- Description of the task -
Take every line of the material below that includes the string "Epoch" and copy it out.
Start of The data
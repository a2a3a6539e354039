//! Parsing of the trainer's line-oriented progress protocol.

use nt_types::MetricRecord;

/// Parse one stdout line against the fixed progress shape
/// `Epoch <i>/<total> (<n> samples) - Loss: <f> - Accuracy: <f>% - LR: <f>`.
///
/// Returns `None` for every line that does not match; the trainer emits
/// other diagnostics on the same stream and they are not errors.
pub fn parse_progress_line(line: &str) -> Option<MetricRecord> {
    let rest = line.trim().strip_prefix("Epoch ")?;

    let (header, rest) = rest.split_once(" - Loss: ")?;
    let (step, header) = header.split_once('/')?;
    let (total, samples) = header.split_once(" (")?;
    let samples = samples.strip_suffix(" samples)")?;

    let step: u64 = step.parse().ok()?;
    let _total: u64 = total.parse().ok()?;
    let _samples: u64 = samples.parse().ok()?;

    let (loss, rest) = rest.split_once(" - Accuracy: ")?;
    let (accuracy, rest) = rest.split_once("% - LR: ")?;

    Some(MetricRecord {
        step,
        loss: loss.parse().ok()?,
        accuracy: accuracy.parse().ok()?,
        learning_rate: rest.split_whitespace().next()?.parse().ok()?,
    })
}

#[cfg(test)]
mod tests {
    use super::*;

    #[test]
    fn parses_the_canonical_line() {
        let record = parse_progress_line(
            "Epoch 3/100 (1600 samples) - Loss: 0.4523 - Accuracy: 87.65% - LR: 1.00e-03",
        )
        .unwrap();

        assert_eq!(record.step, 3);
        assert_eq!(record.loss, 0.4523);
        assert_eq!(record.accuracy, 87.65);
        assert_eq!(record.learning_rate, 0.001);
    }

    #[test]
    fn line_missing_accuracy_yields_nothing() {
        assert!(parse_progress_line(
            "Epoch 3/100 (1600 samples) - Loss: 0.4523 - LR: 1.00e-03"
        )
        .is_none());
    }

    #[test]
    fn diagnostic_lines_are_ignored() {
        for line in [
            "",
            "loading training data from examples/training_positions.txt",
            "Epoch summary follows",
            "Epoch x/100 (1600 samples) - Loss: 0.1 - Accuracy: 50.00% - LR: 0.01",
            "Epoch 3/100 1600 samples - Loss: 0.1 - Accuracy: 50.00% - LR: 0.01",
            "Epoch 3/100 (1600 samples) - Loss: nope - Accuracy: 50.00% - LR: 0.01",
        ] {
            assert!(parse_progress_line(line).is_none(), "accepted: {line:?}");
        }
    }

    #[test]
    fn surrounding_whitespace_is_tolerated() {
        let record = parse_progress_line(
            "  Epoch 1/10 (320 samples) - Loss: 1.2000 - Accuracy: 12.50% - LR: 5.00e-02\n",
        )
        .unwrap();
        assert_eq!(record.step, 1);
        assert_eq!(record.accuracy, 12.5);
    }

    #[test]
    fn scientific_notation_learning_rate() {
        let record = parse_progress_line(
            "Epoch 99/100 (4096 samples) - Loss: 0.0100 - Accuracy: 99.10% - LR: 2.50e-05",
        )
        .unwrap();
        assert!((record.learning_rate - 2.5e-5).abs() < 1e-12);
    }
}
//! The persisted, resumable collection of trial outcomes.

use std::collections::BTreeMap;
use std::path::Path;

use nt_types::{Direction, MetricRecord, NtResult, StoreError, TrialResult, TrialStatus};
use tracing::{debug, info};
use uuid::Uuid;

use crate::pruner::StepHistory;
use crate::store::StudyStore;

/// The study minimizes; accuracy is negated so that higher accuracy sorts
/// as a better (smaller) objective.
pub fn objective_from_accuracy(accuracy: f64) -> f64 {
    -accuracy
}

pub fn accuracy_from_objective(objective: f64) -> f64 {
    -objective
}

/// Intermediate value a trial reports to the pruner at each step, on the
/// same scale as the final objective.
pub fn intermediate_value(record: &MetricRecord) -> f64 {
    -record.accuracy
}

/// All trials of one optimization run, keyed by strictly-increasing trial
/// number and mirrored to a durable store. Also maintains the step index
/// the pruning policy reads for cross-trial medians.
#[derive(Debug)]
pub struct Study {
    id: Uuid,
    direction: Direction,
    store: StudyStore,
    trials: BTreeMap<u64, TrialResult>,
    step_index: BTreeMap<u64, Vec<f64>>,
}

impl Study {
    /// Open a study backed by `path`, loading any previously recorded
    /// trials. Resumed trial numbers are never replayed.
    pub fn open(path: &Path) -> NtResult<Self> {
        let (store, loaded) = StudyStore::open(path)?;

        let mut study = Self {
            id: Uuid::new_v4(),
            direction: Direction::Minimize,
            store,
            trials: BTreeMap::new(),
            step_index: BTreeMap::new(),
        };

        let resumed = loaded.len();
        for trial in loaded {
            study.index_records(&trial);
            let number = trial.trial_number;
            if study.trials.insert(number, trial).is_some() {
                return Err(StoreError::DuplicateTrial(number).into());
            }
        }
        if resumed > 0 {
            info!(
                trials = resumed,
                next = study.next_trial_number(),
                "resuming study"
            );
        }
        Ok(study)
    }

    pub fn id(&self) -> Uuid {
        self.id
    }

    pub fn direction(&self) -> Direction {
        self.direction
    }

    /// Persist and index one finished trial.
    pub fn record(&mut self, trial: TrialResult) -> NtResult<()> {
        let number = trial.trial_number;
        if self.trials.contains_key(&number) {
            return Err(StoreError::DuplicateTrial(number).into());
        }
        self.store.append(&trial)?;
        self.index_records(&trial);
        debug!(trial = number, status = ?trial.status, "trial recorded");
        self.trials.insert(number, trial);
        Ok(())
    }

    /// Numbers are allocated monotonically past everything ever recorded.
    pub fn next_trial_number(&self) -> u64 {
        self.trials.keys().next_back().map_or(0, |n| n + 1)
    }

    pub fn n_trials(&self) -> usize {
        self.trials.len()
    }

    pub fn n_completed(&self) -> usize {
        self.trials
            .values()
            .filter(|t| t.status == TrialStatus::Completed)
            .count()
    }

    pub fn trials(&self) -> impl Iterator<Item = &TrialResult> {
        self.trials.values()
    }

    /// The completed trial with the best objective under the study
    /// direction.
    pub fn best_trial(&self) -> Option<&TrialResult> {
        self.trials
            .values()
            .filter(|t| t.status == TrialStatus::Completed)
            .fold(None, |best, t| match best {
                Some(b) if !self.direction.improves(t.objective, b.objective) => Some(b),
                _ => Some(t),
            })
    }

    /// Terminal trials contribute their per-step values to the median
    /// index; a running trial is never in it, so pruning always compares
    /// against *other* trials.
    fn index_records(&mut self, trial: &TrialResult) {
        if !trial.status.is_terminal() {
            return;
        }
        for record in &trial.records {
            self.step_index
                .entry(record.step)
                .or_default()
                .push(intermediate_value(record));
        }
    }
}

impl StepHistory for Study {
    fn completed_trials(&self) -> usize {
        self.n_completed()
    }

    fn values_at(&self, step: u64) -> &[f64] {
        self.step_index.get(&step).map_or(&[], |v| v.as_slice())
    }
}

#[cfg(test)]
mod tests {
    use super::*;
    use nt_types::Assignment;

    fn completed(number: u64, accuracy: f64) -> TrialResult {
        let mut t = TrialResult::new(number, Assignment::new());
        t.records.push(MetricRecord {
            step: 12,
            loss: 0.5,
            accuracy,
            learning_rate: 0.01,
        });
        t.mark_completed(objective_from_accuracy(accuracy));
        t
    }

    #[test]
    fn numbering_continues_after_resume() {
        let dir = tempfile::tempdir().unwrap();
        let path = dir.path().join("study.jsonl");

        {
            let mut study = Study::open(&path).unwrap();
            for n in 0..10 {
                study.record(completed(n, 50.0 + n as f64)).unwrap();
            }
        }

        let mut study = Study::open(&path).unwrap();
        assert_eq!(study.n_trials(), 10);
        for expected in 10..15 {
            assert_eq!(study.next_trial_number(), expected);
            study
                .record(completed(expected, 40.0 + expected as f64))
                .unwrap();
        }
        assert_eq!(study.n_trials(), 15);

        // The first ten are unchanged.
        let objectives: Vec<f64> = study.trials().take(10).map(|t| t.objective).collect();
        let expected: Vec<f64> = (0..10).map(|n| -(50.0 + n as f64)).collect();
        assert_eq!(objectives, expected);
    }

    #[test]
    fn best_trial_is_minimal_objective() {
        let dir = tempfile::tempdir().unwrap();
        let mut study = Study::open(&dir.path().join("study.jsonl")).unwrap();

        study.record(completed(0, 70.0)).unwrap();
        study.record(completed(1, 91.5)).unwrap();
        study.record(completed(2, 84.0)).unwrap();

        let mut failed = TrialResult::new(3, Assignment::new());
        failed.mark_failed("generator exploded".into());
        study.record(failed).unwrap();

        let best = study.best_trial().unwrap();
        assert_eq!(best.trial_number, 1);
        assert_eq!(accuracy_from_objective(best.objective), 91.5);
    }

    #[test]
    fn failed_trials_never_win() {
        let dir = tempfile::tempdir().unwrap();
        let mut study = Study::open(&dir.path().join("study.jsonl")).unwrap();

        let mut failed = TrialResult::new(0, Assignment::new());
        failed.mark_failed("boom".into());
        study.record(failed).unwrap();

        assert!(study.best_trial().is_none());
    }

    #[test]
    fn duplicate_trial_numbers_are_rejected() {
        let dir = tempfile::tempdir().unwrap();
        let mut study = Study::open(&dir.path().join("study.jsonl")).unwrap();

        study.record(completed(0, 50.0)).unwrap();
        assert!(study.record(completed(0, 60.0)).is_err());
    }

    #[test]
    fn step_index_holds_other_trials_values() {
        let dir = tempfile::tempdir().unwrap();
        let mut study = Study::open(&dir.path().join("study.jsonl")).unwrap();

        study.record(completed(0, 80.0)).unwrap();
        study.record(completed(1, 90.0)).unwrap();

        let mut pruned = TrialResult::new(2, Assignment::new());
        pruned.records.push(MetricRecord {
            step: 12,
            loss: 1.0,
            accuracy: 20.0,
            learning_rate: 0.01,
        });
        pruned.mark_pruned();
        study.record(pruned).unwrap();

        let values = study.values_at(12);
        assert_eq!(values.len(), 3);
        assert!(values.contains(&-80.0));
        assert!(values.contains(&-20.0));
        assert!(study.values_at(13).is_empty());

        assert_eq!(study.completed_trials(), 2);
    }

    #[test]
    fn index_survives_resume() {
        let dir = tempfile::tempdir().unwrap();
        let path = dir.path().join("study.jsonl");
        {
            let mut study = Study::open(&path).unwrap();
            study.record(completed(0, 75.0)).unwrap();
        }
        let study = Study::open(&path).unwrap();
        assert_eq!(study.values_at(12), &[-75.0]);
    }
}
End of The data
- Solution for this task -
/// `Epoch <i>/<total> (<n> samples) - Loss: <f> - Accuracy: <f>% - LR: <f>`.
    let rest = line.trim().strip_prefix("Epoch ")?;
            "Epoch 3/100 (1600 samples) - Loss: 0.4523 - Accuracy: 87.65% - LR: 1.00e-03",
            "Epoch 3/100 (1600 samples) - Loss: 0.4523 - LR: 1.00e-03"
            "Epoch summary follows",
            "Epoch x/100 (1600 samples) - Loss: 0.1 - Accuracy: 50.00% - LR: 0.01",
            "Epoch 3/100 1600 samples - Loss: 0.1 - Accuracy: 50.00% - LR: 0.01",
            "Epoch 3/100 (1600 samples) - Loss: nope - Accuracy: 50.00% - LR: 0.01",
            "  Epoch 1/10 (320 samples) - Loss: 1.2000 - Accuracy: 12.50% - LR: 5.00e-02\n",
            "Epoch 99/100 (4096 samples) - Loss: 0.0100 - Accuracy: 99.10% - LR: 2.50e-05",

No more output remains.